Take a look at any health food or supplement store, and you will find a multitude of collagen-based products. People look for collagen for all kinds of reasons, whether it is to help to maintain healthy skin and look younger or to support healthy joints.
Knowing what a nutrient or supplement does and seeing if there’s evidence that backs up its claims can be really helpful pieces of information when deciding on whether or not to add a popular supplement to your regimen.
So, what is collagen exactly?
Collagen is one of the most prevalent proteins of the body that serves many purposes.
Although your body naturally produces collagen, as you get older this production wanes.
What do low levels of collagen in the body look like?
According to Healthline, collagen is responsible for providing the skin with structure and keeping your bones healthy. Collagen also makes up the majority of the structure of soft tissues like tendons and ligaments.
Collagen has multiple responsibilities in the body.

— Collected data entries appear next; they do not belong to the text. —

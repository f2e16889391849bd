//! The state store - the only mutation path into the game state.

use crate::events::{LogLine, LogStyle};
use crate::state::{GameState, StatePatch};

/// Owns the canonical [`GameState`] and the terminal log buffer.
///
/// Every component mutates state exclusively through [`StateStore::apply`]
/// (or by cloning a character map, editing the clone, and re-submitting it
/// in a patch). The store enforces the cross-cutting phase-advance
/// invariant on every merge.
#[derive(Debug)]
pub struct StateStore {
    state: GameState,
    log: Vec<LogLine>,
    /// Resolved notification text pushed when the sector tool reloads.
    tool_reload_line: String,
}

impl StateStore {
    /// Create a store in the pristine initial state.
    pub fn new(tool_reload_line: impl Into<String>) -> Self {
        Self {
            state: GameState::initial(),
            log: Vec::new(),
            tool_reload_line: tool_reload_line.into(),
        }
    }

    /// Current snapshot.
    pub fn state(&self) -> &GameState {
        &self.state
    }

    /// Shallow-merge `patch` into the current state and return the result.
    ///
    /// If the merge strictly raises `current_phase`, the single-use sector
    /// tool is reloaded and a system notification is pushed before
    /// returning. A merge that leaves the phase equal never re-triggers
    /// the side effect, so re-submitting an unchanged phase is a no-op.
    pub fn apply(&mut self, patch: StatePatch) -> &GameState {
        let phase_before = self.state.current_phase;

        if let Some(view) = patch.view {
            self.state.view = view;
        }
        if let Some(phase) = patch.current_phase {
            self.state.current_phase = phase;
        }
        if let Some(influence) = patch.player_influence {
            self.state.player_influence = influence;
        }
        if let Some(fragments) = patch.key_fragments {
            self.state.key_fragments = fragments;
        }
        if let Some(characters) = patch.active_characters {
            self.state.active_characters = characters;
        }
        if let Some(pool) = patch.all_characters_pool {
            self.state.all_characters_pool = pool;
        }
        if let Some(game_over) = patch.game_over {
            self.state.game_over = game_over;
        }
        if let Some(dialogue) = patch.active_dialogue {
            self.state.active_dialogue = dialogue;
        }
        if let Some(name) = patch.player_name {
            self.state.player_name = name;
        }
        if let Some(inventory) = patch.inventory {
            self.state.inventory = inventory;
        }
        if let Some(complete) = patch.phase_objective_complete {
            self.state.phase_objective_complete = complete;
        }
        if let Some(started) = patch.final_phase_started {
            self.state.final_phase_started = started;
        }
        if let Some(pending) = patch.pending_action {
            self.state.pending_action = pending;
        }
        if let Some(used) = patch.sector_tool_used {
            self.state.sector_tool_used = used;
        }
        if let Some(active) = patch.modulator_active {
            self.state.modulator_active = active;
        }
        if let Some(active) = patch.firewall_active {
            self.state.firewall_active = active;
        }
        if let Some(previous) = patch.previous_view {
            self.state.previous_view = previous;
        }

        if self.state.current_phase > phase_before {
            tracing::debug!(
                from = phase_before,
                to = self.state.current_phase,
                "phase advanced, reloading sector tool"
            );
            self.state.sector_tool_used = false;
            let line = self.tool_reload_line.clone();
            self.push_line(line, LogStyle::Positive);
        }

        &self.state
    }

    /// Drop back to the pristine initial state. The log is left alone;
    /// flows that need a blank terminal clear it themselves.
    pub fn reset(&mut self) {
        self.state = GameState::initial();
    }

    /// Append one line to the terminal log.
    pub fn push_line(&mut self, text: impl Into<String>, style: LogStyle) {
        self.log.push(LogLine::new(text, style));
    }

    /// Append a block of prebuilt lines (save-window replay).
    pub fn push_block(&mut self, lines: impl IntoIterator<Item = LogLine>) {
        self.log.extend(lines);
    }

    /// Wipe the terminal log.
    pub fn clear_log(&mut self) {
        self.log.clear();
    }

    /// Everything logged so far.
    pub fn log(&self) -> &[LogLine] {
        &self.log
    }

    /// The last `n` log lines, oldest first.
    pub fn log_tail(&self, n: usize) -> Vec<LogLine> {
        let start = self.log.len().saturating_sub(n);
        self.log[start..].to_vec()
    }
}

#[cfg(test)]
mod tests {
    use super::*;
    use crate::state::GameView;

    fn store() -> StateStore {
        StateStore::new("sector tool reloaded")
    }

    #[test]
    fn test_merge_keeps_unpatched_fields() {
        let mut store = store();
        store.apply(StatePatch {
            player_influence: Some(42.0),
            ..Default::default()
        });

        assert_eq!(store.state().player_influence, 42.0);
        assert_eq!(store.state().current_phase, 1);
        assert_eq!(store.state().view, GameView::Loading);
    }

    #[test]
    fn test_phase_advance_reloads_sector_tool() {
        let mut store = store();
        store.apply(StatePatch {
            sector_tool_used: Some(true),
            ..Default::default()
        });

        store.apply(StatePatch {
            current_phase: Some(2),
            ..Default::default()
        });

        assert!(!store.state().sector_tool_used);
        assert_eq!(store.log().len(), 1);
        assert_eq!(store.log()[0].text, "sector tool reloaded");
        assert_eq!(store.log()[0].style, LogStyle::Positive);
    }

    #[test]
    fn test_equal_phase_merge_is_silent() {
        let mut store = store();
        store.apply(StatePatch {
            sector_tool_used: Some(true),
            ..Default::default()
        });

        store.apply(StatePatch {
            current_phase: Some(1),
            ..Default::default()
        });

        assert!(store.state().sector_tool_used);
        assert!(store.log().is_empty());
    }

    #[test]
    fn test_patch_can_clear_optionals() {
        let mut store = store();
        store.apply(StatePatch {
            previous_view: Some(Some(GameView::Menu)),
            ..Default::default()
        });
        assert_eq!(store.state().previous_view, Some(GameView::Menu));

        store.apply(StatePatch {
            previous_view: Some(None),
            ..Default::default()
        });
        assert_eq!(store.state().previous_view, None);
    }

    #[test]
    fn test_reset_leaves_log() {
        let mut store = store();
        store.push_line("hello", LogStyle::System);
        store.apply(StatePatch {
            current_phase: Some(3),
            ..Default::default()
        });

        store.reset();

        assert_eq!(store.state().current_phase, 1);
        assert_eq!(store.log().len(), 2);
    }

    #[test]
    fn test_log_tail() {
        let mut store = store();
        for i in 0..15 {
            store.push_line(format!("line {i}"), LogStyle::System);
        }

        let tail = store.log_tail(10);
        assert_eq!(tail.len(), 10);
        assert_eq!(tail[0].text, "line 5");
        assert_eq!(tail[9].text, "line 14");

        assert_eq!(store.log_tail(100).len(), 15);
    }
}
//! # Terminal Core
//!
//! The game state transition engine for a narrative terminal adventure.
//! It owns the canonical state through a [`grid_rules::StateStore`],
//! applies player commands and dialogue choices under a fixed rule set
//! (influence convergence, phase objectives, adversarial counter-play,
//! save reconciliation), and emits log lines and sound cues for the
//! presentation layer to render.
//!
//! ## Core Components
//!
//! - **engine**: command dispatch, dialogue walking, trust/influence
//!   resolution, adversary ("ICE") play, phase progression, item use
//! - **scheduler**: deferred pacing actions with stale-context guards
//! - **save**: JSON save documents and load-time roster reconciliation
//!
//! ## Design Philosophy
//!
//! - **Single writer**: one `&mut Engine` turn at a time; the host
//!   serializes commands and fired timers, so no locking exists anywhere
//! - **Data-driven**: phases, characters, dialogue, items, and even the
//!   command vocabulary come from the read-only content catalog
//! - **Events out, never prose**: the core emits classified log lines and
//!   discrete cues; rendering, audio, and persistence live outside

pub mod engine;
pub mod save;
pub mod scheduler;

pub use engine::*;
pub use save::*;
pub use scheduler::*;
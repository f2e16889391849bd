//! Save documents and load-time reconciliation.
//!
//! The core only serializes and deserializes; reading and writing the
//! actual file is the host's job.

use serde::{Deserialize, Serialize};
use std::collections::BTreeMap;
use thiserror::Error;

use grid_rules::{CharacterRecord, GameState, GameView, LogLine, LogStyle, StatePatch};

use crate::engine::{Engine, HostRequest};

/// Log lines carried along with a save for context on reload.
const SAVED_LOG_WINDOW: usize = 10;

/// Errors surfaced while reading a save document.
#[derive(Debug, Error)]
pub enum SaveError {
    #[error("malformed save document: {0}")]
    Malformed(#[from] serde_json::Error),
}

/// The serialized snapshot written out by the save action: the full game
/// state plus a trailing window of terminal history.
#[derive(Debug, Clone, Serialize, Deserialize)]
pub struct SaveDocument {
    pub state: GameState,
    #[serde(default)]
    pub recent_log: Vec<LogLine>,
}

impl Engine {
    /// Serialize the current session into a save document.
    pub fn make_save_document(&self) -> String {
        let document = SaveDocument {
            state: self.state().clone(),
            recent_log: self.store.log_tail(SAVED_LOG_WINDOW),
        };
        match serde_json::to_string_pretty(&document) {
            Ok(json) => json,
            Err(err) => {
                tracing::error!(%err, "failed to serialize save document");
                String::new()
            }
        }
    }

    /// The save action: produce a document and hand it to the host.
    pub fn export_save(&mut self) {
        let json = self.make_save_document();
        self.requests.push(HostRequest::DeliverSave(json));
        let line = self.catalog.strings.get("save.exported");
        self.store.push_line(line, LogStyle::Positive);
    }

    /// Keep a background snapshot; an ending discards it.
    pub fn write_autosave(&mut self) {
        self.autosave = Some(self.make_save_document());
    }

    /// The last autosave snapshot, if one survived.
    pub fn autosave(&self) -> Option<&str> {
        self.autosave.as_deref()
    }

    /// Load a save document, all or nothing.
    ///
    /// A parse failure logs one error line and leaves the in-memory state
    /// untouched. On success the view is forced back to gameplay, the
    /// saved log window is replayed behind a separator, and the active
    /// roster is rebuilt by replaying every phase up to the saved one -
    /// phase definitions may have changed since the save was written, so
    /// saved records are preferred but the pool fills any gaps.
    pub fn load_save(&mut self, json: &str) -> Result<(), SaveError> {
        let document: SaveDocument = match serde_json::from_str(json) {
            Ok(document) => document,
            Err(err) => {
                let line = self.catalog.strings.get("save.corrupted");
                self.store.push_line(line, LogStyle::Negative);
                return Err(SaveError::Malformed(err));
            }
        };

        // Timers from the session being replaced must never fire.
        self.epoch += 1;

        let mut state = document.state;
        state.view = GameView::Gameplay;

        self.store.clear_log();
        if !document.recent_log.is_empty() {
            self.store.push_block(document.recent_log);
            self.store.push_line("-".repeat(50), LogStyle::System);
        }

        let saved_characters = std::mem::take(&mut state.active_characters);
        let saved_phase = state.current_phase;
        let objective_complete = state.phase_objective_complete;
        let pool = state.all_characters_pool.clone();
        self.store.apply(StatePatch::replace(state));

        let mut rebuilt = BTreeMap::new();
        for phase in 1..=saved_phase {
            let Some(def) = self.catalog.phase(phase) else {
                tracing::warn!(phase, "saved game references a phase with no definition");
                continue;
            };
            for id in &def.initial_active {
                adopt(&saved_characters, &pool, id, &mut rebuilt);
            }
            let leader_unlocked =
                phase < saved_phase || (phase == saved_phase && objective_complete);
            if leader_unlocked {
                if let Some(leader) = &def.leader {
                    adopt(&saved_characters, &pool, leader, &mut rebuilt);
                }
            }
        }
        self.store.apply(StatePatch {
            active_characters: Some(rebuilt),
            ..Default::default()
        });

        let line = self.catalog.strings.get("save.loaded");
        self.store.push_line(line, LogStyle::Positive);
        Ok(())
    }
}

/// Carry one character into the rebuilt roster, preferring the saved
/// record over a fresh pool copy.
fn adopt(
    saved: &BTreeMap<String, CharacterRecord>,
    pool: &BTreeMap<String, CharacterRecord>,
    id: &str,
    rebuilt: &mut BTreeMap<String, CharacterRecord>,
) {
    if let Some(record) = saved.get(id) {
        rebuilt.insert(id.to_string(), record.clone());
    } else if let Some(base) = pool.get(id) {
        rebuilt.insert(id.to_string(), base.clone());
    } else {
        tracing::warn!(character = %id, "saved roster references a character missing from the pool");
    }
}
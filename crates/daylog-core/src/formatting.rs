/// Format a whole number of minutes as a compact duration string.
///
/// * hours and minutes → `"1h 30m"`
/// * whole hours → `"2h"`
/// * under an hour (including zero) → `"45m"`
///
/// # Examples
///
/// ```
/// use daylog_core::formatting::format_minutes;
///
/// assert_eq!(format_minutes(90),  "1h 30m");
/// assert_eq!(format_minutes(120), "2h");
/// assert_eq!(format_minutes(45),  "45m");
/// assert_eq!(format_minutes(0),   "0m");
/// ```
pub fn format_minutes(minutes: u64) -> String {
    let hours = minutes / 60;
    let mins = minutes % 60;
    match (hours, mins) {
        (0, m) => format!("{}m", m),
        (h, 0) => format!("{}h", h),
        (h, m) => format!("{}h {}m", h, m),
    }
}

// ── Tests ──────────────────────────────────────────────────────────────────────
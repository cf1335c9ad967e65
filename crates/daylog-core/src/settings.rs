use serde::{Deserialize, Serialize};
use std::path::{Path, PathBuf};

use crate::error::Result;

/// Environment variable that overrides the default data root.
pub const DATA_DIR_ENV: &str = "DAYLOG_DATA_DIR";

fn default_log_level() -> String {
    "info".to_string()
}

// ── Settings ───────────────────────────────────────────────────────────────────

/// Persisted analyzer settings, stored at `~/.daylog/config.json`.
#[derive(Debug, Clone, PartialEq, Serialize, Deserialize)]
pub struct Settings {
    /// Root of the `YYYY/MM/DD/events.jsonl` tree.
    #[serde(default, skip_serializing_if = "Option::is_none")]
    pub data_root: Option<PathBuf>,
    #[serde(default = "default_log_level")]
    pub log_level: String,
}

impl Default for Settings {
    fn default() -> Self {
        Self {
            data_root: None,
            log_level: default_log_level(),
        }
    }
}

impl Settings {
    /// Return the default path to the settings file.
    pub fn config_path() -> PathBuf {
        Self::config_path_in(&home_dir())
    }

    /// Return the settings path rooted at `base_dir` (used for testing).
    pub fn config_path_in(base_dir: &Path) -> PathBuf {
        base_dir.join(".daylog").join("config.json")
    }

    /// Load settings from the default path.
    /// Returns `Default` when the file is absent or cannot be parsed.
    pub fn load() -> Self {
        Self::load_from(&Self::config_path())
    }

    /// Load settings from an explicit path.
    pub fn load_from(path: &Path) -> Self {
        let Ok(content) = std::fs::read_to_string(path) else {
            return Self::default();
        };
        match serde_json::from_str(&content) {
            Ok(settings) => settings,
            Err(e) => {
                tracing::warn!("Ignoring unreadable settings at {}: {}", path.display(), e);
                Self::default()
            }
        }
    }

    /// Atomically write settings to `path`, creating parent directories if
    /// needed.
    pub fn save_to(&self, path: &Path) -> Result<()> {
        if let Some(parent) = path.parent() {
            std::fs::create_dir_all(parent)?;
        }

        let json = serde_json::to_string_pretty(self)?;

        let tmp = path.with_extension("json.tmp");
        std::fs::write(&tmp, &json)?;
        std::fs::rename(&tmp, path)?;

        Ok(())
    }

    /// Resolve the data root.
    ///
    /// Order: explicit `data_root`, then `$DAYLOG_DATA_DIR`, then
    /// `~/.daylog/data`.
    pub fn resolve_data_root(&self) -> PathBuf {
        self.resolve_data_root_with(std::env::var_os(DATA_DIR_ENV).map(PathBuf::from), &home_dir())
    }

    /// [`resolve_data_root`](Self::resolve_data_root) with the environment
    /// override and home directory supplied by the caller.
    pub fn resolve_data_root_with(&self, env_override: Option<PathBuf>, home: &Path) -> PathBuf {
        if let Some(root) = &self.data_root {
            return root.clone();
        }
        if let Some(root) = env_override.filter(|p| !p.as_os_str().is_empty()) {
            return root;
        }
        home.join(".daylog").join("data")
    }
}

fn home_dir() -> PathBuf {
    dirs::home_dir().unwrap_or_else(|| PathBuf::from("."))
}

// ── Tests ──────────────────────────────────────────────────────────────────────
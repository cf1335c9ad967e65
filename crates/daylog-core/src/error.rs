use std::path::PathBuf;
use thiserror::Error;

/// All errors produced by the daily event analyzer.
#[derive(Error, Debug)]
pub enum DaylogError {
    /// A date string or year/month/day triple is not a valid calendar date.
    #[error("Invalid date format: {0}")]
    InvalidDate(String),

    /// A time-of-day string is not a valid `HHMM` value.
    #[error("Invalid time format: {0}")]
    InvalidTime(String),

    /// A line of a day file could not be parsed as an event record.
    #[error("Failed to parse event record at {path}:{line}: {source}")]
    RecordParse {
        path: PathBuf,
        line: usize,
        #[source]
        source: serde_json::Error,
    },

    /// A day file exists but could not be opened or read.
    #[error("Failed to read file {path}: {source}")]
    FileRead {
        path: PathBuf,
        #[source]
        source: std::io::Error,
    },

    /// A JSON document (e.g. the settings file) could not be parsed.
    #[error("Failed to parse JSON: {0}")]
    JsonParse(#[from] serde_json::Error),

    /// A configuration value is missing or invalid.
    #[error("Configuration error: {0}")]
    Config(String),

    /// Pass-through for any raw I/O error that does not carry a path.
    #[error(transparent)]
    Io(#[from] std::io::Error),
}

impl DaylogError {
    /// `true` for malformed dates, malformed times and unparsable record lines.
    pub fn is_format_error(&self) -> bool {
        matches!(
            self,
            DaylogError::InvalidDate(_)
                | DaylogError::InvalidTime(_)
                | DaylogError::RecordParse { .. }
        )
    }
}

/// Convenience alias used throughout the daylog crates.
pub type Result<T> = std::result::Result<T, DaylogError>;
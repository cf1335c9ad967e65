use tracing_subscriber::{fmt, prelude::*, EnvFilter};

use crate::error::{DaylogError, Result};

/// Map a log-level name to a `tracing` filter directive.
///
/// Accepts the Python-style upper-case names (`WARNING`, `CRITICAL`) as well
/// as plain `tracing` levels. Unknown names are passed through so full
/// directives such as `daylog_data=debug` still work.
pub fn normalise_level(log_level: &str) -> String {
    let upper = log_level.to_uppercase();
    match upper.as_str() {
        "TRACE" => "trace".to_string(),
        "DEBUG" => "debug".to_string(),
        "INFO" => "info".to_string(),
        "WARN" | "WARNING" => "warn".to_string(),
        "ERROR" | "CRITICAL" => "error".to_string(),
        _ => log_level.to_string(),
    }
}

/// Install the global `tracing` subscriber, writing to stderr.
///
/// Falls back to `info` when the level cannot be parsed as a filter. Returns
/// [`DaylogError::Config`] if a global subscriber is already installed.
pub fn setup_logging(log_level: &str) -> Result<()> {
    let directive = normalise_level(log_level);
    let filter = EnvFilter::try_new(&directive).unwrap_or_else(|_| EnvFilter::new("info"));

    let layer = fmt::layer()
        .with_writer(std::io::stderr)
        .with_target(false)
        .with_thread_ids(false);

    tracing_subscriber::registry()
        .with(filter)
        .with(layer)
        .try_init()
        .map_err(|e| DaylogError::Config(format!("logging already initialised: {e}")))
}

#[cfg(test)]
mod tests {
    use super::*;

    #[test]
    fn test_normalise_level_python_names() {
        assert_eq!(normalise_level("DEBUG"), "debug");
        assert_eq!(normalise_level("WARNING"), "warn");
        assert_eq!(normalise_level("CRITICAL"), "error");
        assert_eq!(normalise_level("info"), "info");
    }

    #[test]
    fn test_normalise_level_passes_directives_through() {
        assert_eq!(normalise_level("daylog_data=debug"), "daylog_data=debug");
    }

    #[test]
    fn test_setup_logging_second_call_errors() {
        // The first call may or may not win; the second never can.
        let _ = setup_logging("debug");
        let second = setup_logging("info");
        assert!(matches!(second, Err(DaylogError::Config(_))));
    }
}
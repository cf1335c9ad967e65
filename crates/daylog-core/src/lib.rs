//! Core types for the daily event analyzer.
//!
//! Holds the event record model, the shared error type, `HHMM` / date
//! parsing, presentation helpers, persisted settings and logging setup.

pub mod error;
pub mod formatting;
pub mod logging;
pub mod models;
pub mod settings;
pub mod time_utils;

pub use error::{DaylogError, Result};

Lacking collagen in the skin can lead to increased signs of aging like wrinkles and lack of plumpness. Lack of collagen in connective tissues can lead to problems with joint pain and inflammation.
Additionally, low collagen levels can lead to:
• Problems with loss of bone mass
• Weakened muscles and less dense muscle tissue
• Weakened or fragile arteries in the heart
• Brittle hair and nails or slowed hair and nail growth
It is also suspected that collagen can have an effect on gut health, healthy brain functions, and even weight loss, but studies on these relationships with collagen in the body are lacking.
What have researchers found on collagen supplementation?
Collagen has actually been researched and studied to a great extent for certain health benefits, from studies on how it helps combat the signs of aging to studies on how collagen supplements may help with joint pain.
The US National Library of Medicine National Institutes of Health published a study in 2014 on how collagen peptides show benefits for the physiology of the skin. Women who took a supplement for eight weeks saw marked improvement in skin dryness and a reduced appearance of wrinkles.
There have also been studies that prove collagen may be beneficial for the reduction of joint pain. One of the most noteworthy studies was done on 73 athletes who took collagen supplements for 24 weeks and saw an improvement in joint pain when walking or doing physical activities. In another study of adults over a 70-day course, collagen supplements helped reduce joint discomfort during physical activity as well.
Collagen is also proven to help diminish bone breakdown in postmenopausal women. One study involved giving a calcium-collagen chelate dietary supplement to women, and the results showed a significant change in bone deterioration by the end of the trial. Some studies also show that collagen could also boost muscle mass.
When it comes to collagen supplementation, does type matter?
There are actually multiple types of collagen in the body, but supplements are broken down into three different categories.
Collagen supplements usually come in three different forms; type I, II, and III, and these three categories generally cover most of the different types of collagen present in the body.
Type I Collagen: The most abundant in the body, and can be found throughout different bodily systems, including the skin, hair, nails, and soft tissues.
Type II Collagen: Primarily found in cartilage and bones. Also found in parts of the eyes in the cartilage-based disks between vertebrae.
Type III Collagen: Found in various bodily systems, including the intestines, blood vessels, and the uterus. Category III collagen is the second most abundant type of collagen in the body.
Of the multiple forms of collagen, you can find them in an array of different supplement types. You can find collagen in capsule form, liquid form, and even powder form.
Here are some natural collagen-boosting foods…
Some foods are naturally capable of supporting collagen production in the body. Certain types of fish, like tuna and salmon, are filled with natural Omega-3 fatty acid, which helps to encourage collagen production and maintain existing collagen levels.
Red or deep orange vegetables, such as tomatoes and peppers, are also known to support healthy collagen levels because of the natural supplication of lycopene, a skin-protecting antioxidant that also boosts collagen production.
Deep green vegetables contain a boost of vitamin C, which helps to neutralize free radicals that can weaken existing collagen. Some foods help boost the production of collagen, such as soy, citrus fruits, and berries.
The main takeaway
Overall, collagen serves too many great purposes in the body to be ignored as a potentially helpful supplement. That being said, while many studies have been done on collagen supplements to help with aging issues and even joint pain, there is much more to be learned.
If you are at an age when you suspect collagen levels and production may be waning, it is best to speak with your doctor to find out what kind of collagen supplements would be best to integrate into your daily diet.